The Jacobins identified themselves with the popular movement and the sans-culottes, who in turn saw popular violence as a political right. The most notorious instance of the crowd's rough justice was the prison massacres of September 1792, when around 2,000 people, including priests and nuns, were dragged from their prison cells and subjected to summary 'justice'. The Convention was determined to avoid a repeat of these brutal scenes, but that meant taking violence into their own hands as an instrument of government.[17]

In June 1793, the sans-culottes, exasperated by the inadequacies of the government, invaded the Convention and overthrew the Girondins. In their place they endorsed the political ascendancy of the Jacobins. Thus Robespierre came to power on the back of popular street violence.[17]

Meanwhile, on 24 June, the convention adopted the first republican constitution of France, the French Constitution of 1793. It was ratified by public referendum, but never put into force; like other laws, it was indefinitely suspended by the decree of October that the government of France would be "revolutionary until the peace".

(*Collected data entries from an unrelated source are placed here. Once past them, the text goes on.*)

//! Window resolution: center, infer, arg-max, vote.

use std::sync::Arc;

use nalgebra::DMatrix;
use repcount_core::{Error, Result};
use serde::{Deserialize, Serialize};

use crate::model::{InferenceModel, LabelDecoder};
use crate::vote::{argmax_rows, majority_vote};
use crate::window::center_rows;

/// Label chosen for one window
#[derive(Debug, Clone, PartialEq, Eq, Serialize, Deserialize)]
pub struct WindowVerdict {
    pub label: String,
    /// Frames whose arg-max decoded to `label`
    pub votes: usize,
    pub window_len: usize,
}

impl WindowVerdict {
    pub fn vote_share(&self) -> f64 {
        if self.window_len == 0 {
            0.0
        } else {
            self.votes as f64 / self.window_len as f64
        }
    }
}

/// Runs the external model over a full window and votes on the result
#[derive(Clone)]
pub struct WindowResolver {
    model: Arc<dyn InferenceModel>,
    decoder: Arc<dyn LabelDecoder>,
}

impl WindowResolver {
    pub fn new(model: Arc<dyn InferenceModel>, decoder: Arc<dyn LabelDecoder>) -> Self {
        Self { model, decoder }
    }

    pub fn resolve(&self, window: &DMatrix<f64>) -> Result<WindowVerdict> {
        if window.nrows() == 0 {
            return Err(Error::InsufficientData {
                required: 1,
                available: 0,
            });
        }

        let centered = center_rows(window);
        let probabilities = self.model.predict(&centered)?;

        if probabilities.nrows() != window.nrows() || probabilities.ncols() == 0 {
            return Err(Error::ShapeMismatch {
                expected: format!("{} rows of class probabilities", window.nrows()),
                actual: format!("{}x{}", probabilities.nrows(), probabilities.ncols()),
            });
        }

        let labels = argmax_rows(&probabilities)
            .into_iter()
            .map(|index| self.decoder.decode(index).ok_or(Error::UnknownLabelIndex(index)))
            .collect::<Result<Vec<_>>>()?;

        let (label, votes) = majority_vote(&labels).ok_or(Error::InsufficientData {
            required: 1,
            available: 0,
        })?;

        Ok(WindowVerdict {
            label,
            votes,
            window_len: window.nrows(),
        })
    }
}

impl std::fmt::Debug for WindowResolver {
    fn fmt(&self, f: &mut std::fmt::Formatter<'_>) -> std::fmt::Result {
        f.debug_struct("WindowResolver").finish_non_exhaustive()
    }
}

On 25 December 1793, Robespierre stated:

The goal of the constitutional government is to conserve the republic; the aim of the revolutionary government is to found it... The revolutionary government owes to the good citizen all the protection of the nation; it owes nothing to the enemies of the people but death... These notions would be enough to explain the origin and the nature of laws that we call revolutionary ... If the revolutionary government must be more active in its march and more free in his movements than an ordinary government, is it for that less fair and legitimate? No; it is supported by the most holy of all laws: the salvation of the people.[18]
A satirical engraving of Robespierre guillotining the executioner after having guillotined everyone else in France

Robespierre was coming to the conclusion that the ends justified the means, and that in order to defend the Revolution against those who would destroy it, the shedding of blood was justified. On 5 February 1794, Robespierre told the Convention,

Terror is nothing else than justice, prompt, severe, inflexible.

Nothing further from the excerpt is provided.